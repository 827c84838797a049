//! Line-oriented chat loop over stdin.

use console::style;
use tokio::io::{AsyncBufReadExt, BufReader};
use tracing::info;

use mimic_types::message::InboundMessage;

use crate::state::AppState;

use super::renderer::render;

/// Author id used for everything typed at the console.
const CONSOLE_AUTHOR: &str = "console";

/// Run the console adapter until EOF or Ctrl+C.
pub async fn run_console(state: &AppState, channel: &str) -> anyhow::Result<()> {
    if !state.config.allowed_channel_ids.iter().any(|id| id == channel) {
        println!(
            "  {} channel '{}' is not in allowed_channel_ids, messages will be ignored",
            style("!").yellow().bold(),
            channel
        );
    }

    state.start_training().await;

    println!(
        "  {} {} on #{} ({})",
        style("💬").bold(),
        style(&state.config.model_name).bold(),
        style(channel).cyan(),
        style("Ctrl+D to quit").dim()
    );

    let mut lines = BufReader::new(tokio::io::stdin()).lines();
    loop {
        let line = tokio::select! {
            line = lines.next_line() => line?,
            _ = tokio::signal::ctrl_c() => None,
        };
        let Some(line) = line else {
            break;
        };
        if line.trim().is_empty() {
            continue;
        }

        let message = InboundMessage::from_user(CONSOLE_AUTHOR, channel, line);
        let reply = state.pipeline.lock().await.handle(&message).await;
        if let Some(reply) = reply {
            println!("{}", render(&reply, tracing::enabled!(tracing::Level::DEBUG)));
        }
    }

    info!(channel, "console session ended");
    Ok(())
}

• [Task to complete]: Create a word-for-word copy of the whole listing.

• [Written solution]:
repository 827c84838797a049
//! Line-oriented chat loop over stdin.

use console::style;
use tokio::io::{AsyncBufReadExt, BufReader};
use tracing::info;

use mimic_types::message::InboundMessage;

use crate::state::AppState;

use super::renderer::render;

/// Author id used for everything typed at the console.
const CONSOLE_AUTHOR: &str = "console";

/// Run the console adapter until EOF or Ctrl+C.
pub async fn run_console(state: &AppState, channel: &str) -> anyhow::Result<()> {
    if !state.config.allowed_channel_ids.iter().any(|id| id == channel) {
        println!(
            "  {} channel '{}' is not in allowed_channel_ids, messages will be ignored",
            style("!").yellow().bold(),
            channel
        );
    }

    state.start_training().await;

    println!(
        "  {} {} on #{} ({})",
        style("💬").bold(),
        style(&state.config.model_name).bold(),
        style(channel).cyan(),
        style("Ctrl+D to quit").dim()
    );

    let mut lines = BufReader::new(tokio::io::stdin()).lines();
    loop {
        let line = tokio::select! {
            line = lines.next_line() => line?,
            _ = tokio::signal::ctrl_c() => None,
        };
        let Some(line) = line else {
            break;
        };
        if line.trim().is_empty() {
            continue;
        }

        let message = InboundMessage::from_user(CONSOLE_AUTHOR, channel, line);
        let reply = state.pipeline.lock().await.handle(&message).await;
        if let Some(reply) = reply {
            println!("{}", render(&reply, tracing::enabled!(tracing::Level::DEBUG)));
        }
    }

    info!(channel, "console session ended");
    Ok(())
}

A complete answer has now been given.